"""

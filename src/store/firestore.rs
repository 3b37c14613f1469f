//! Cloud Firestore backend over the REST API.
//!
//! Each read is a single `runQuery` call with a structured query: one
//! `collectionId` plus `EQUAL` field filters, combined with `AND` when there
//! is more than one. Subcollection reads run the same query under the parent
//! document's path.
//!
//! # Configuration
//!
//! ```toml
//! [store]
//! provider = "firestore"
//! project_id = "acme-mail"
//! # database = "(default)"
//! # emulator_host = "localhost:8081"
//! ```
//!
//! # Authentication
//!
//! An OAuth access token is read from the variable named by
//! `store.access_token_env` (default `FIRESTORE_ACCESS_TOKEN`), e.g. the output
//! of `gcloud auth print-access-token`. Against the emulator the token is
//! optional and `owner` is sent when it is absent.
//!
//! # Values
//!
//! Firestore's typed values are decoded into plain JSON: integers arrive as
//! strings on the wire and become numbers, timestamps and references stay
//! strings, bytes stay base64, geo points become `{latitude, longitude}`.

use anyhow::{anyhow, bail, Context, Result};
use async_trait::async_trait;
use reqwest::Url;
use serde_json::{json, Map, Value};

use crate::config::StoreConfig;
use crate::models::{FilterSet, StoredDocument};

use super::DocumentStore;

const FIRESTORE_API: &str = "https://firestore.googleapis.com";

pub struct FirestoreStore {
    http: reqwest::Client,
    /// `.../v1/projects/{p}/databases/{d}` with no trailing slash.
    database_url: Url,
    token: Option<String>,
}

impl FirestoreStore {
    pub fn new(config: &StoreConfig) -> Result<Self> {
        let project = config
            .project_id
            .as_deref()
            .filter(|p| !p.is_empty())
            .ok_or_else(|| anyhow!("store.project_id required for Firestore"))?;

        let (base, default_token) = match &config.emulator_host {
            Some(host) => (format!("http://{}", host), Some("owner".to_string())),
            None => (FIRESTORE_API.to_string(), None),
        };

        let token = std::env::var(&config.access_token_env)
            .ok()
            .filter(|t| !t.is_empty())
            .or(default_token);
        if token.is_none() {
            bail!(
                "{} environment variable not set (required for Firestore)",
                config.access_token_env
            );
        }

        let mut database_url = Url::parse(&base).context("invalid Firestore endpoint")?;
        database_url
            .path_segments_mut()
            .map_err(|_| anyhow!("Firestore endpoint cannot be a base URL"))?
            .clear()
            .extend(["v1", "projects", project, "databases", config.database.as_str()]);

        Ok(Self {
            http: reqwest::Client::new(),
            database_url,
            token,
        })
    }

    /// `runQuery` URL for documents directly under `parent_segments`.
    fn run_query_url(&self, parent_segments: &[&str]) -> Result<Url> {
        let mut url = self.database_url.clone();
        {
            let mut segments = url
                .path_segments_mut()
                .map_err(|_| anyhow!("Firestore endpoint cannot be a base URL"))?;
            match parent_segments.split_last() {
                None => {
                    segments.push("documents:runQuery");
                }
                Some((last, rest)) => {
                    segments.push("documents");
                    segments.extend(rest.iter().copied());
                    segments.push(&format!("{}:runQuery", last));
                }
            }
        }
        Ok(url)
    }

    async fn run_query(
        &self,
        parent_segments: &[&str],
        collection_id: &str,
        filters: &FilterSet,
    ) -> Result<Vec<StoredDocument>> {
        let url = self.run_query_url(parent_segments)?;
        let body = structured_query(collection_id, filters);

        let mut request = self.http.post(url).json(&body);
        if let Some(token) = &self.token {
            request = request.bearer_auth(token);
        }
        let response = request.send().await.context("Firestore request failed")?;

        let status = response.status();
        let text = response
            .text()
            .await
            .context("failed to read Firestore response")?;
        if !status.is_success() {
            bail!("Firestore error {}: {}", status, text);
        }

        let rows: Vec<Value> =
            serde_json::from_str(&text).context("invalid Firestore runQuery response")?;
        Ok(rows.iter().filter_map(parse_row).collect())
    }
}

#[async_trait]
impl DocumentStore for FirestoreStore {
    fn name(&self) -> &str {
        "firestore"
    }

    async fn query_collection(
        &self,
        collection: &str,
        filters: &FilterSet,
    ) -> Result<Vec<StoredDocument>> {
        self.run_query(&[], collection, filters).await
    }

    async fn query_subcollection(
        &self,
        collection: &str,
        parent_id: &str,
        subcollection: &str,
        filters: &FilterSet,
    ) -> Result<Vec<StoredDocument>> {
        self.run_query(&[collection, parent_id], subcollection, filters)
            .await
    }
}

// ============ Query encoding ============

fn structured_query(collection_id: &str, filters: &FilterSet) -> Value {
    let mut field_filters: Vec<Value> = filters
        .iter()
        .map(|(field, value)| {
            json!({
                "fieldFilter": {
                    "field": { "fieldPath": field },
                    "op": "EQUAL",
                    "value": encode_value(value),
                }
            })
        })
        .collect();

    let mut query = json!({ "from": [{ "collectionId": collection_id }] });
    match field_filters.len() {
        0 => {}
        1 => query["where"] = field_filters.remove(0),
        _ => {
            query["where"] = json!({
                "compositeFilter": { "op": "AND", "filters": field_filters }
            })
        }
    }
    json!({ "structuredQuery": query })
}

fn encode_value(value: &Value) -> Value {
    match value {
        Value::Null => json!({ "nullValue": null }),
        Value::Bool(b) => json!({ "booleanValue": b }),
        Value::Number(n) => match n.as_i64() {
            Some(i) => json!({ "integerValue": i.to_string() }),
            None => json!({ "doubleValue": n.as_f64() }),
        },
        Value::String(s) => json!({ "stringValue": s }),
        Value::Array(items) => {
            json!({ "arrayValue": { "values": items.iter().map(encode_value).collect::<Vec<_>>() } })
        }
        Value::Object(map) => {
            let fields: Map<String, Value> = map
                .iter()
                .map(|(k, v)| (k.clone(), encode_value(v)))
                .collect();
            json!({ "mapValue": { "fields": fields } })
        }
    }
}

// ============ Response decoding ============

/// One `runQuery` row → document. Rows without a `document` (e.g. a bare
/// `readTime` on empty results) are skipped.
fn parse_row(row: &Value) -> Option<StoredDocument> {
    let doc = row.get("document")?;
    let name = doc.get("name")?.as_str()?;
    let id = name.rsplit('/').next()?.to_string();
    let fields = doc
        .get("fields")
        .and_then(Value::as_object)
        .map(decode_fields)
        .unwrap_or_default();
    Some(StoredDocument::new(id, fields))
}

fn decode_fields(fields: &Map<String, Value>) -> Map<String, Value> {
    fields
        .iter()
        .map(|(k, v)| (k.clone(), decode_value(v)))
        .collect()
}

fn decode_value(value: &Value) -> Value {
    let Some((kind, inner)) = value.as_object().and_then(|o| o.iter().next()) else {
        return Value::Null;
    };
    match kind.as_str() {
        "nullValue" => Value::Null,
        "booleanValue" => inner.clone(),
        "integerValue" => inner
            .as_str()
            .and_then(|s| s.parse::<i64>().ok())
            .map(Value::from)
            .unwrap_or_else(|| inner.clone()),
        "doubleValue" => inner.clone(),
        "stringValue" | "timestampValue" | "referenceValue" | "bytesValue" => inner.clone(),
        "geoPointValue" => json!({
            "latitude": inner.get("latitude").cloned().unwrap_or(json!(0.0)),
            "longitude": inner.get("longitude").cloned().unwrap_or(json!(0.0)),
        }),
        "arrayValue" => Value::Array(
            inner
                .get("values")
                .and_then(Value::as_array)
                .map(|vals| vals.iter().map(decode_value).collect())
                .unwrap_or_default(),
        ),
        "mapValue" => Value::Object(
            inner
                .get("fields")
                .and_then(Value::as_object)
                .map(decode_fields)
                .unwrap_or_default(),
        ),
        _ => inner.clone(),
    }
}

"""

INSTRUCTIONS FOR THE TASK: Reproduce the listing word for word from its first line up to and including the line with "under the parent". Give no other lines.

WRITTEN SOLUTION:
filename src/store/firestore.rs
repository 3b37c14613f1469f
//! Cloud Firestore backend over the REST API.
//!
//! Each read is a single `runQuery` call with a structured query: one
//! `collectionId` plus `EQUAL` field filters, combined with `AND` when there
//! is more than one. Subcollection reads run the same query under the parent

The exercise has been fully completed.